October 29, 2024 at 8:55 a.m.

Monsters Are Among Us



By LARRY PERKINSON | Comments: 0 | Leave a comment

Woody Allen once said, “Life doesn't imitate art, it imitates bad television.” Now I’m not necessarily a fan of the man, but the Halloween season does seem to grant him credence.

In the next few days, I anticipate crowds of superheroes and Disney characters and Freddy Kruegers. Now that happens whenever I watch NFL football, but not as often as on the eve of All Saints’ Day. Neighborhoods will be inundated with ghouls and good guys, and the disguises will be worn in shopping centers throughout November. Fortunately, we are all accustomed to hordes of storm troopers, clowns, and Waldo’s.

In 1975 I may have imitated “bad television” myself. I dove into a tub of green dye, ripped jeans and a t-shirt, and headed to school as the Hulk. A borrowed wig completed the makeover and enabled me to drove home with the first-place prize, a Linda Ronstadt album, to a house with no record player.

The crowd I grew up with was a scary bunch. During this season they transformed themselves into monsters. Frankensteins and Count Draculas and wicked witches were everywhere. My formative years were truly the age of “life imitates art.” It was definitely an era of less stress. Black-and-white TV did not add as many color requirements. People could choose their own colors. That simplified creating monsters.

Memories of Halloween costumes and sugar overdoses do not haunt me, but the movies do. I didn’t need to record a film or to buy a DVD. Once viewed, the scenes replayed time and time again in my head. The blood oozing under the locked door in 1942’s Cat People still sends chills through me. If Oscars were determined by increasing heart beats, Vincent Price would have a dark, dank castle full of them.

The pinnacle of terror, however, was "The Wolf Man" (1941). Lon Chaney, Jr. and Bela Lugosi. A silver bullet was added to the lore. A man returns home to Wales for his brother’s funeral. In that dark moment and in the darkness of night, he kills a vicious wolf with a silver cane, and its gypsy mama explains the curse. It’s tag-you’re-it time. Larry Talbot, by no choice of his own, goes through an excruciating transformation when a full moon shines. He is the wolf man.

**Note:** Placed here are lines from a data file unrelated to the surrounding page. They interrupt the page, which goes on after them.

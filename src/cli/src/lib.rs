use aiwatch_client::config_manager::{ConfigLoader, ConfigOverrides};
use aiwatch_client::exporters::{JsonlWriter, LogWriterEnum};
use aiwatch_client::{monitor, WatchdogClient};
use anyhow::{Context, Result};
use clap::Parser;
use std::path::PathBuf;
use tokio_util::sync::CancellationToken;
use tracing::{info, warn};

pub mod logging;

#[derive(Parser, Debug)]
#[command(
    name = "aiwatch",
    version,
    about = "AI usage watchdog: flags processes matching known AI/LLM client signatures"
)]
pub struct Cli {
    /// Scan interval in seconds
    #[arg(long, value_name = "SECS")]
    pub interval: Option<u64>,

    /// Path to the JSONL event log
    #[arg(long, value_name = "PATH")]
    pub logfile: Option<PathBuf>,

    /// Run a single scan and exit (no loop)
    #[arg(long)]
    pub once: bool,

    /// Log matches and cycle summaries as they happen
    #[arg(long)]
    pub debug: bool,

    /// Extra signature catalog appended after the embedded rules
    #[arg(long, value_name = "PATH")]
    pub signatures: Option<PathBuf>,

    /// Re-report a still-running match after this many seconds
    #[arg(long, value_name = "SECS")]
    pub realert_window: Option<u64>,
}

#[tokio::main]
pub async fn run() -> Result<()> {
    let cli = Cli::parse();
    logging::setup_logging(cli.debug)?;

    let config = ConfigLoader::load_config(&ConfigOverrides {
        scan_interval_secs: cli.interval,
        log_file: cli.logfile.clone(),
        signatures_file: cli.signatures.clone(),
        realert_window_secs: cli.realert_window,
    })?;

    // the one fatal error: a log sink we cannot append to
    let writer = LogWriterEnum::Jsonl(
        JsonlWriter::try_new(config.log_file.clone()).context("log sink is not writable")?,
    );

    let mut client = WatchdogClient::new(config.clone(), writer);

    info!(
        "AI usage watchdog starting on host '{}'; log file: {}; interval: {}s; mode: {}",
        client.hostname(),
        config.log_file.display(),
        config.scan_interval_secs,
        if cli.once { "single-scan" } else { "continuous" }
    );

    if cli.once {
        match client.run_scan_tick().await {
            Ok(events) => info!("Scan complete. Events logged: {}", events),
            Err(e) => warn!("Scan failed: {e:#}"),
        }
        return Ok(());
    }

    let cancellation_token = CancellationToken::new();
    let signal_token = cancellation_token.clone();
    tokio::spawn(async move {
        if tokio::signal::ctrl_c().await.is_ok() {
            info!("Stop requested (Ctrl+C)");
            signal_token.cancel();
        }
    });

    monitor::monitor(client, cancellation_token).await;
    info!("Watchdog stopped");
    Ok(())
}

The lycanthropy episodes that followed and An American Werewolf in London continued the documentary, but I had grown accustomed to the horror by then. Antennas, cable tv, and theaters allowed us to channel the air waves of fear pretty easily. Hopefully we haven’t grown too calloused.

The screen play for "The Wolf Man" was written by Curt Siodmak. He was born in 1902 in Leipzig, Germany, to Jewish parents. In the 1930’s he left for England after hearing a Joseph Goebbel’s anti-Semitic speech. (Curt Siodmark, Wikipedia)

On Nov. 19, 2000, the New York Times published an article: 'Curt Siodmak Dies at 98; Created Modern & Wolf Man.’  Douglas Martin writes:

"I am the Wolf Man," he (Curt Siodmak) said in an interview last year in Written By, the magazine of the Writers Guild of America, west. "I was forced into a fate I didn't want: to be a Jew in Germany. I would not have chosen that as my fate. The swastika represents the moon. When the moon comes up, the man doesn't want to murder, but he knows he cannot escape it, the Wolf Man destiny."

Curt Siodmak created and produced "The Wolf Man". “The tale was a metaphor for his own flight from the horrors of Nazi Germany,” said Mr. Martin.

I don’t think the screenwriter was too calloused. The story behind the story haunted him. Maybe it should haunt us that sometimes “Art imitates life.” History has its nightmares. Sometimes we create monsters. Sometimes monsters create us.